At the conclusion of the war Keynes went to the Paris Conference as principal representative of the Treasury and deputy for the chancellor of the Exchequer on the Supreme Economic Council. It soon became apparent to him that the economic terms of the treaty and particularly the reparations settlement were impossible of fulfillment. He resigned in June 1919 and set forth his case in The Economic Consequences of the Peace (1919). Although the book aroused tremendous controversy, subsequent events have demonstrated the substantial correctness of his position.

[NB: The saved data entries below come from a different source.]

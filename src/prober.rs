//! Discovery pipeline.
//!
//! Decides whether a discovery candidate can be admitted for provisioning:
//! reachability ping, then a TCP port check, then a credential probe through
//! the probing program. The pipeline short-circuits on the first failing
//! stage: a device that does not answer ping never sees a port check or a
//! subprocess.
//!
//! Stage failures have different weights: `DeviceDown` and `PortClosed` are
//! negative results that leave the candidate record untouched, while a
//! failed credential probe degrades the candidate to Down with cleared
//! fields so management can retry later. Only the persistence step can fail
//! the operation itself.

use std::net::IpAddr;
use std::sync::Arc;
use std::time::Duration;

use serde::{Deserialize, Serialize};
use surge_ping::{Client, Config, ICMP, PingIdentifier, PingSequence};
use thiserror::Error;
use tokio::net::TcpStream;
use tokio::sync::Semaphore;
use tokio::time::timeout;

use crate::poller::plugin::{DiscoverPayload, Plugin, PluginMode};
use crate::registry::{DeviceStatus, DiscoveryCandidate, EntityId, Registry, RegistryError};

/// Well-known SNMP port; the port check is skipped for it since SNMP speaks
/// UDP and a TCP connect would be meaningless.
pub const SNMP_PORT: u16 = 161;

/// Default discovery pool size. Discovery is infrequent and user-triggered,
/// so the pool stays small.
pub const DEFAULT_WORKERS: usize = 10;

/// Default overall ping budget.
pub const DEFAULT_PING_BUDGET: Duration = Duration::from_secs(5);

/// Default number of echo requests within the ping budget.
pub const DEFAULT_PING_PACKETS: u16 = 5;

/// Default TCP connect timeout for the port check.
pub const DEFAULT_PORT_TIMEOUT: Duration = Duration::from_secs(2);

fn default_workers() -> usize {
    DEFAULT_WORKERS
}

fn default_ping_budget() -> Duration {
    DEFAULT_PING_BUDGET
}

fn default_ping_packets() -> u16 {
    DEFAULT_PING_PACKETS
}

fn default_port_timeout() -> Duration {
    DEFAULT_PORT_TIMEOUT
}

/// Discovery pipeline configuration.
#[derive(Debug, Clone, Serialize, Deserialize)]
#[serde(default)]
pub struct ProberConfig {
    /// Discovery pool size, independent of the polling pool.
    pub workers: usize,

    /// Overall reachability budget.
    #[serde(with = "humantime_serde")]
    pub ping_budget: Duration,

    /// Echo requests attempted within the budget.
    pub ping_packets: u16,

    /// TCP connect timeout for the port check.
    #[serde(with = "humantime_serde")]
    pub port_timeout: Duration,
}

impl Default for ProberConfig {
    fn default() -> Self {
        Self {
            workers: default_workers(),
            ping_budget: default_ping_budget(),
            ping_packets: default_ping_packets(),
            port_timeout: default_port_timeout(),
        }
    }
}

/// Errors and negative results from the discovery pipeline.
#[derive(Debug, Error)]
pub enum ProbeError {
    /// Reachability failed; later stages were not run and the candidate was
    /// not modified.
    #[error("device is down, ping failed")]
    DeviceDown,

    /// Device answers ping but the target port does not accept connections.
    #[error("device reachable but port is closed")]
    PortClosed,

    /// Missing entities or a failed candidate persistence. A store failure
    /// aborts the pipeline with the cached candidate untouched.
    #[error(transparent)]
    Registry(#[from] RegistryError),
}

/// Multi-stage discovery prober.
pub struct Prober {
    registry: Arc<Registry>,
    plugin: Plugin,
    config: ProberConfig,
    permits: Arc<Semaphore>,
}

impl std::fmt::Debug for Prober {
    fn fmt(&self, f: &mut std::fmt::Formatter<'_>) -> std::fmt::Result {
        f.debug_struct("Prober")
            .field("available_workers", &self.permits.available_permits())
            .finish_non_exhaustive()
    }
}

impl Prober {
    pub fn new(registry: Arc<Registry>, plugin: Plugin, config: ProberConfig) -> Self {
        let permits = Arc::new(Semaphore::new(config.workers.max(1)));
        Self {
            registry,
            plugin,
            config,
            permits,
        }
    }

    /// Run the full pipeline for one candidate and return its updated record.
    ///
    /// Safe to repeat: each run re-derives the status from scratch. The
    /// candidate becomes visible as changed only after the store accepted the
    /// update.
    pub async fn probe(&self, discovery_id: EntityId) -> Result<DiscoveryCandidate, ProbeError> {
        let candidate = self.registry.discovery(discovery_id)?;

        // Resolve candidate profiles up front; a dangling profile id is a
        // management error and fails the operation before any network I/O.
        let mut profiles = Vec::with_capacity(candidate.credential_profiles.len());
        for profile_id in &candidate.credential_profiles {
            profiles.push(self.registry.credential(*profile_id)?);
        }

        // The pool semaphore lives as long as the prober and is never closed.
        let Ok(_permit) = self.permits.acquire().await else {
            return Err(ProbeError::DeviceDown);
        };

        if !self.ping(&candidate.ip).await {
            tracing::info!(ip = %candidate.ip, "Ping failed, device down");
            return Err(ProbeError::DeviceDown);
        }

        if candidate.port != SNMP_PORT && !self.port_open(&candidate.ip, candidate.port).await {
            tracing::info!(ip = %candidate.ip, port = candidate.port, "Port closed");
            return Err(ProbeError::PortClosed);
        }

        let payload = DiscoverPayload {
            event_type: PluginMode::Discover,
            ip: candidate.ip.clone(),
            port: candidate.port,
            device_type: candidate.device_type,
            credential_profiles: profiles,
        };

        let mut updated = candidate;
        match self.plugin.discover(&payload).await {
            Ok(reply) => {
                updated.resolved_profile = reply.profile_id;
                updated.hostname = reply.hostname.map(|h| h.trim().to_string());
                updated.status = match reply.status.as_deref().map(str::trim) {
                    Some("Up") => DeviceStatus::Up,
                    _ => DeviceStatus::Down,
                };
                tracing::info!(
                    ip = %updated.ip,
                    status = %updated.status,
                    hostname = updated.hostname.as_deref().unwrap_or("-"),
                    "Credential probe completed"
                );
            }
            Err(e) => {
                // Degrades to a Down result rather than erroring the whole
                // operation; management can re-run the discovery later.
                tracing::warn!(ip = %updated.ip, error = %e, "Credential probe failed, marking device down");
                updated.resolved_profile = None;
                updated.hostname = None;
                updated.status = DeviceStatus::Down;
            }
        }

        self.registry.update_discovery(updated.clone()).await?;
        Ok(updated)
    }

    /// Reachability stage: any echo reply within the budget counts as up.
    ///
    /// An unusable ICMP socket (missing capability, sandbox) is reported as
    /// down: reachability cannot be verified, so the device is not admitted.
    pub(crate) async fn ping(&self, host: &str) -> bool {
        let ip: IpAddr = match host.parse() {
            Ok(ip) => ip,
            Err(e) => {
                tracing::warn!(host, error = %e, "Not a valid address, ping skipped");
                return false;
            }
        };

        let config = match ip {
            IpAddr::V4(_) => Config::default(),
            IpAddr::V6(_) => Config::builder().kind(ICMP::V6).build(),
        };
        let client = match Client::new(&config) {
            Ok(client) => client,
            Err(e) => {
                tracing::warn!(host, error = %e, "ICMP client unavailable, treating device as down");
                return false;
            }
        };

        let packets = self.config.ping_packets.max(1);
        let per_packet = self.config.ping_budget / u32::from(packets);
        let mut pinger = client.pinger(ip, PingIdentifier(rand::random())).await;
        pinger.timeout(per_packet);

        for seq in 0..packets {
            if pinger.ping(PingSequence(seq), &[]).await.is_ok() {
                return true;
            }
        }
        false
    }

    /// Port-check stage: TCP connect under a short timeout.
    pub(crate) async fn port_open(&self, host: &str, port: u16) -> bool {
        matches!(
            timeout(self.config.port_timeout, TcpStream::connect((host, port))).await,
            Ok(Ok(_))
        )
    }
}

Having left the public service, Keynes returned to Cambridge as second bursar of King's College. In 1921 he assumed the first of a number of important company directorships. Also that year, he published A Treatise on Probability and, a year later, A Revision of the Treaty, a sequel to The Economic Consequences. In 1923 his Tract on Monetary Reform appeared. From 1924 until his death he was first bursar of King's College and through his expert management made King's what a contemporary has described as "indecently rich."
In 1925 Keynes married Lydia Lopokova, a Russian ballerina, who was as outstanding a person in her own way as he was in his. Although he had for many years been a collector of rare books and fine art, he now became an active patron of the theater, helping in later years (1932) as treasurer of the Camargo Society to bring about a union of the resources of the Camargo, the Vic-Wells, the Rambert Ballet, and others. In 1936 he founded and generously financed the Cambridge Arts Theatre.
Keynes's Treatise on Money, a two-volume work that generations of students have found full of brilliant insights but incomprehensible as a whole, was published in 1930. In it Keynes attempted with little success to break free of the shortcomings and limitations of the Cambridge version of the quantity theory of money. In retrospect, one can see the germ of many of the ideas that distinguish his later work— but as isolated flashes of insight lacking the proper framework and, as a result, not leading to any very useful or interesting conclusions.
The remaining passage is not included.